Outrage swept through Bihar’s Gopalganj after a substance-abusing son butchered his mother in a dispute worth just 100 rupees. The matricide in Usri Bintoli under Baikunthpur thana has police on high alert and villagers baying for blood.
Sumitra Devi, 55, was solitary at home while husband Ganesh fished. Enter elder son Rambharose, a known drunk with a history of marital failures, demanding cash. Denial led to horror: he wielded a sharp tool, slashing her throat mercilessly. She writhed in pain before breathing her last.
Cries drew a crowd, whose wrath cornered the fleeing assailant for a brutal thrashing. Arriving cops pried him away, hospitalized him briefly, then jailed him. The crime scene buzzed with FSL personnel cataloging blood traces and vital proofs; Sumitra’s remains went for postmortem analysis.

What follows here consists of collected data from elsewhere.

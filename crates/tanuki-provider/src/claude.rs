//! Claude Code CLI adapter.
//!
//! Structured mode runs `claude -p <prompt> --output-format stream-json`, which
//! prints one JSON event per line: a `system/init` event carrying the session
//! id, `assistant` events with text and tool-use blocks, and a final `result`
//! event with the answer text.

use std::collections::BTreeMap;

use serde_json::Value;

use crate::adapter::{first_line, merge_env, ProviderAdapter};
use crate::types::{
    ExecutionConfig, ExecutionContext, OutputFormat, ParsedOutput, ProviderId, ProviderSettings,
    SessionOptions,
};

#[derive(Debug, Clone, PartialEq, Eq)]
pub struct ClaudeAdapter {
    settings: ProviderSettings,
}

impl ClaudeAdapter {
    pub fn new(settings: ProviderSettings) -> Self {
        Self { settings }
    }
}

impl Default for ClaudeAdapter {
    fn default() -> Self {
        Self::new(ProviderSettings::default_for(ProviderId::Claude))
    }
}

impl ProviderAdapter for ClaudeAdapter {
    fn id(&self) -> ProviderId {
        ProviderId::Claude
    }

    fn binary(&self) -> &str {
        &self.settings.binary
    }

    fn build_env(&self, base: &BTreeMap<String, String>) -> BTreeMap<String, String> {
        let mut env = merge_env(base, &self.settings.env);
        // A nested Claude Code session refuses to start when this is inherited.
        env.remove("CLAUDECODE");
        env
    }

    fn create_execution_config(
        &self,
        prompt: &str,
        context: &ExecutionContext,
        options: &SessionOptions,
    ) -> ExecutionConfig {
        let user_prompt = [context.context.trim(), prompt.trim()]
            .iter()
            .filter(|part| !part.is_empty())
            .copied()
            .collect::<Vec<_>>()
            .join("\n\n");
        let mut args = vec!["-p".to_string(), user_prompt];
        match options.output_format {
            OutputFormat::Json => {
                args.extend(["--output-format", "stream-json", "--verbose"].map(String::from));
            }
            OutputFormat::Text => {
                args.extend(["--output-format", "text"].map(String::from));
            }
        }
        if let Some(session_id) = options.resume_id() {
            args.push("--resume".to_string());
            args.push(session_id.to_string());
        }
        if !context.system_prompt.trim().is_empty() {
            args.push("--append-system-prompt".to_string());
            args.push(context.system_prompt.trim().to_string());
        }
        if let Some(model) = self.settings.model.as_deref() {
            args.push("--model".to_string());
            args.push(model.to_string());
        }
        args.push("--dangerously-skip-permissions".to_string());
        args.extend(self.settings.extra_args.iter().cloned());
        ExecutionConfig { args }
    }

    fn parse_result(&self, raw_output: &str) -> ParsedOutput {
        let raw = raw_output.to_string();
        let trimmed = raw_output.trim();
        if trimmed.is_empty() {
            return ParsedOutput {
                raw,
                ..ParsedOutput::default()
            };
        }

        let events = trimmed
            .lines()
            .filter_map(|line| serde_json::from_str::<Value>(line.trim()).ok())
            .collect::<Vec<_>>();
        let events = if events.is_empty() {
            serde_json::from_str::<Value>(trimmed)
                .map(|value| match value {
                    Value::Array(entries) => entries,
                    other => vec![other],
                })
                .unwrap_or_default()
        } else {
            events
        };
        if events.is_empty() {
            return ParsedOutput {
                text: trimmed.to_string(),
                raw,
                session_id: None,
            };
        }

        let session_id = events.iter().rev().find_map(session_id_of);
        let text = events
            .iter()
            .rev()
            .find_map(result_text_of)
            .unwrap_or_else(|| collect_assistant_text(&events));
        ParsedOutput {
            text,
            raw,
            session_id,
        }
    }

    fn extract_progress_message(&self, partial: &str) -> String {
        let trimmed = partial.trim();
        if trimmed.is_empty() {
            return String::new();
        }
        let Ok(event) = serde_json::from_str::<Value>(trimmed) else {
            return first_line(trimmed);
        };
        if event.get("type").and_then(Value::as_str) != Some("assistant") {
            return String::new();
        }
        let Some(blocks) = event
            .pointer("/message/content")
            .and_then(Value::as_array)
        else {
            return String::new();
        };
        blocks
            .iter()
            .map(describe_block)
            .find(|line| !line.is_empty())
            .unwrap_or_default()
    }
}

fn session_id_of(event: &Value) -> Option<String> {
    event
        .get("session_id")
        .and_then(Value::as_str)
        .map(str::trim)
        .filter(|value| !value.is_empty())
        .map(str::to_string)
}

fn result_text_of(event: &Value) -> Option<String> {
    if event.get("type").and_then(Value::as_str) != Some("result") && event.get("type").is_some() {
        return None;
    }
    event
        .get("result")
        .and_then(Value::as_str)
        .map(str::trim)
        .filter(|result| !result.is_empty())
        .map(str::to_string)
}

fn collect_assistant_text(events: &[Value]) -> String {
    events
        .iter()
        .filter(|event| event.get("type").and_then(Value::as_str) == Some("assistant"))
        .filter_map(|event| event.pointer("/message/content").and_then(Value::as_array))
        .flatten()
        .filter(|block| block.get("type").and_then(Value::as_str) == Some("text"))
        .filter_map(|block| block.get("text").and_then(Value::as_str))
        .map(str::trim)
        .filter(|text| !text.is_empty())
        .collect::<Vec<_>>()
        .join("\n\n")
}

fn describe_block(block: &Value) -> String {
    match block.get("type").and_then(Value::as_str) {
        Some("text") => block
            .get("text")
            .and_then(Value::as_str)
            .map(first_line)
            .unwrap_or_default(),
        Some("tool_use") => {
            let name = block.get("name").and_then(Value::as_str).unwrap_or("tool");
            let input = block.get("input");
            let field = |key: &str| {
                input
                    .and_then(|input| input.get(key))
                    .and_then(Value::as_str)
                    .map(first_line)
                    .unwrap_or_default()
            };
            match name {
                "Bash" => format!("Running `{}`", field("command")),
                "Edit" | "MultiEdit" | "Write" => format!("Editing `{}`", field("file_path")),
                "Read" => format!("Reading `{}`", field("file_path")),
                "Grep" | "Glob" => format!("Searching `{}`", field("pattern")),
                other => format!("Using tool `{other}`"),
            }
        }
        _ => String::new(),
    }
}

Ganesh’s testimony reveals a tragic backstory of addiction plaguing the family. SDPO Rajesh Kumar outlined the textbook response: scene secured, experts deployed, suspect nabbed, case registered. Deeper inquiries explore if more fueled the frenzy.
This grotesque episode fuels debates on Bihar’s battle against alcohol and its toll on kin. With the accused grilled relentlessly, the focus shifts to healing a shattered community and enacting reforms to avert future filicide nightmares.